Why a ‘children’s public internet’ is being floated as a fix for online safety

Why a ‘children’s public internet’ is being floated as a fix for online safety

As concern grows over how the internet affects children, governments have responded with stricter age checks, bans for minors, and new child-safety legislation. In the U.S., the House recently passed the Kids Internet and Digital Safety Act, while a separate Pew Research Center survey found that more than half of Americans support banning social media for anyone under 16. The broader mood, according to the report, is that online life has become a public health problem requiring urgent action.

But one answer, the piece argues, is to improve the internet children use rather than simply wall them off from it. The idea is to impose a tax on major tech companies and use the money to build what the article calls a “children’s public internet” — a network of nonprofit, kid-centered services that would be open to young users and designed without a profit motive.

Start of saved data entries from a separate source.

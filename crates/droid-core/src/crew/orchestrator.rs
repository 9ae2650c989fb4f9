//! Orchestrator: builds agents, tasks and crews and drives crew runs
//!
//! The orchestrator is the explicit context object for a process: it owns
//! the tool registry, the generator, the optional memory store and all
//! entity definitions. References are validated when entities are created,
//! so a crew that was accepted can only fail at run time through its agents
//! and tools.

use std::collections::BTreeMap;
use std::sync::Arc;

use tracing::{info, warn};

use super::engine::{CrewEngine, CrewInputs};
use super::plan::build_plan;
use super::{AgentSpec, CrewRunResult, CrewSpec, TaskSpec};
use crate::config::{Config, GenerationConfig, ManagementConfig};
use crate::error::BoxError;
use crate::llm::Generator;
use crate::memory::MemoryStore;
use crate::tool::{Tool, ToolArgs, ToolRegistry, DELEGATE_TOOL_NAME};
use crate::{Error, Result};

pub struct Orchestrator {
    tools: ToolRegistry,
    generator: Arc<dyn Generator>,
    memory: Option<Arc<MemoryStore>>,
    management: ManagementConfig,
    generation: GenerationConfig,
    agents: BTreeMap<String, AgentSpec>,
    tasks: BTreeMap<String, TaskSpec>,
    crews: BTreeMap<String, CrewSpec>,
}
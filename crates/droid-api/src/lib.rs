//! droid-api: HTTP API for Droid
//!
//! REST endpoints over the orchestrator: inspect tools, define agents, tasks
//! and crews, run crews and read the memory history. Built with axum.

pub mod error;
pub mod handlers;
pub mod middleware;
pub mod routes;
pub mod server;

pub use error::{ApiError, Result};
pub use server::{app, start_server, AppState};
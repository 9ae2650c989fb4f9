//! search_web tool backed by the DuckDuckGo Instant Answer API

use async_trait::async_trait;
use droid_core::{Error, Result, Tool, ToolArgs, ToolResult};
use reqwest::Client;
use serde::Deserialize;
use serde_json::{json, Value};

pub const SEARCH_TOOL_NAME: &str = "search_web";

const DUCKDUCKGO_URL: &str = "https://api.duckduckgo.com/";

/// Web search for research-style agents
pub struct WebSearchTool {
    client: Client,
    endpoint: String,
}

impl WebSearchTool {
    pub fn new() -> Self {
        let client = Client::builder()
            .timeout(std::time::Duration::from_secs(30))
            .build()
            .unwrap_or_else(|_| Client::new());

        Self {
            client,
            endpoint: DUCKDUCKGO_URL.to_string(),
        }
    }

    /// Point the tool at another Instant Answer compatible endpoint
    pub fn with_endpoint(mut self, endpoint: impl Into<String>) -> Self {
        self.endpoint = endpoint.into();
        self
    }
}

impl Default for WebSearchTool {
    fn default() -> Self {
        Self::new()
    }
}

#[derive(Debug, Deserialize)]
struct SearchInput {
    query: String,
    #[serde(default = "default_limit")]
    limit: usize,
}

fn default_limit() -> usize {
    5
}

#[derive(Debug, Deserialize)]
#[serde(rename_all = "PascalCase")]
struct DuckDuckGoResponse {
    #[serde(default)]
    abstract_text: Option<String>,
    #[serde(default, rename = "AbstractURL")]
    abstract_url: Option<String>,
    #[serde(default)]
    abstract_source: Option<String>,
    #[serde(default)]
    related_topics: Vec<DuckDuckGoTopic>,
}

#[derive(Debug, Deserialize)]
struct DuckDuckGoTopic {
    #[serde(default, rename = "Text")]
    text: Option<String>,
    #[serde(default, rename = "FirstURL")]
    first_url: Option<String>,
}

struct SearchResult {
    title: String,
    url: String,
    snippet: String,
}

impl WebSearchTool {
    async fn search(&self, query: &str, limit: usize) -> Result<Vec<SearchResult>> {
        let response = self
            .client
            .get(&self.endpoint)
            .query(&[
                ("q", query),
                ("format", "json"),
                ("no_html", "1"),
                ("skip_disambig", "1"),
            ])
            .send()
            .await
            .map_err(|e| Error::tool(SEARCH_TOOL_NAME, e))?;

        if !response.status().is_success() {
            return Err(Error::tool(
                SEARCH_TOOL_NAME,
                format!("DuckDuckGo API error: {}", response.status()),
            ));
        }

        let body: DuckDuckGoResponse = response
            .json()
            .await
            .map_err(|e| Error::tool(SEARCH_TOOL_NAME, e))?;

        let mut results = Vec::new();

        if let Some(text) = body.abstract_text.filter(|t| !t.is_empty()) {
            results.push(SearchResult {
                title: body.abstract_source.unwrap_or_else(|| "Summary".to_string()),
                url: body.abstract_url.unwrap_or_default(),
                snippet: text,
            });
        }

        for topic in body.related_topics {
            if results.len() >= limit {
                break;
            }
            if let (Some(text), Some(url)) = (topic.text, topic.first_url) {
                if !text.is_empty() {
                    results.push(SearchResult {
                        title: title_of(&text),
                        url,
                        snippet: text,
                    });
                }
            }
        }

        results.truncate(limit);
        Ok(results)
    }
}

fn format_results(results: &[SearchResult], query: &str) -> String {
    if results.is_empty() {
        return format!("No results found for '{}'.", query);
    }

    let mut output = format!("Search results for: \"{}\"\n\n", query);
    for (i, result) in results.iter().enumerate() {
        output.push_str(&format!("## [{}] {}\n", i + 1, result.title));
        output.push_str(&format!("URL: {}\n", result.url));
        output.push_str(&format!("{}\n\n", result.snippet));
    }
    output.push_str(&format!("Found {} results.\n", results.len()));
    output
}

/// Topic texts read "Title - Description"
fn title_of(text: &str) -> String {
    text.split(" - ").next().unwrap_or("Result").to_string()
}

#[async_trait]
impl Tool for WebSearchTool {
    fn name(&self) -> &str {
        SEARCH_TOOL_NAME
    }

    fn description(&self) -> &str {
        "Search the web for information. Returns titles, URLs and snippets."
    }

    fn input_schema(&self) -> Value {
        json!({
            "type": "object",
            "properties": {
                "query": {
                    "type": "string",
                    "description": "The search query"
                },
                "limit": {
                    "type": "integer",
                    "description": "Maximum number of results (default: 5, max: 10)",
                    "minimum": 1,
                    "maximum": 10
                }
            },
            "required": ["query"]
        })
    }

    async fn execute(&self, args: ToolArgs) -> Result<ToolResult> {
        let input: SearchInput = serde_json::from_value(Value::Object(args))
            .map_err(|e| Error::tool(SEARCH_TOOL_NAME, e))?;

        if input.query.trim().is_empty() {
            return Ok(ToolResult::error("Query cannot be empty"));
        }

        let limit = input.limit.clamp(1, 10);
        tracing::info!(query = %input.query, limit, "Executing web search");

        let results = self.search(&input.query, limit).await?;
        Ok(ToolResult::success(format_results(&results, &input.query)))
    }
}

The concept is not meant to be a fully separate digital universe. Instead, it is compared to earlier public-interest efforts such as children’s television and to proposals for a “public lane” on the internet. Under this model, grants could support a wide range of projects: a library-run, community-moderated social platform for minors, a non-monetized version of Roblox, an ad-free news and learning site for children or teens, tools for reverse age verification that protect privacy as much as possible, local family activity portals, or volunteer-moderated forums for kids’ hobbies and crafts.

The article emphasizes that these services could take many forms, be run by institutions or individuals, and be built by adults or minors. They could serve small communities or broader audiences. The central argument is simple: if policymakers are worried about the harms of the commercial internet, they should also consider funding better alternatives for children instead of focusing only on restrictions.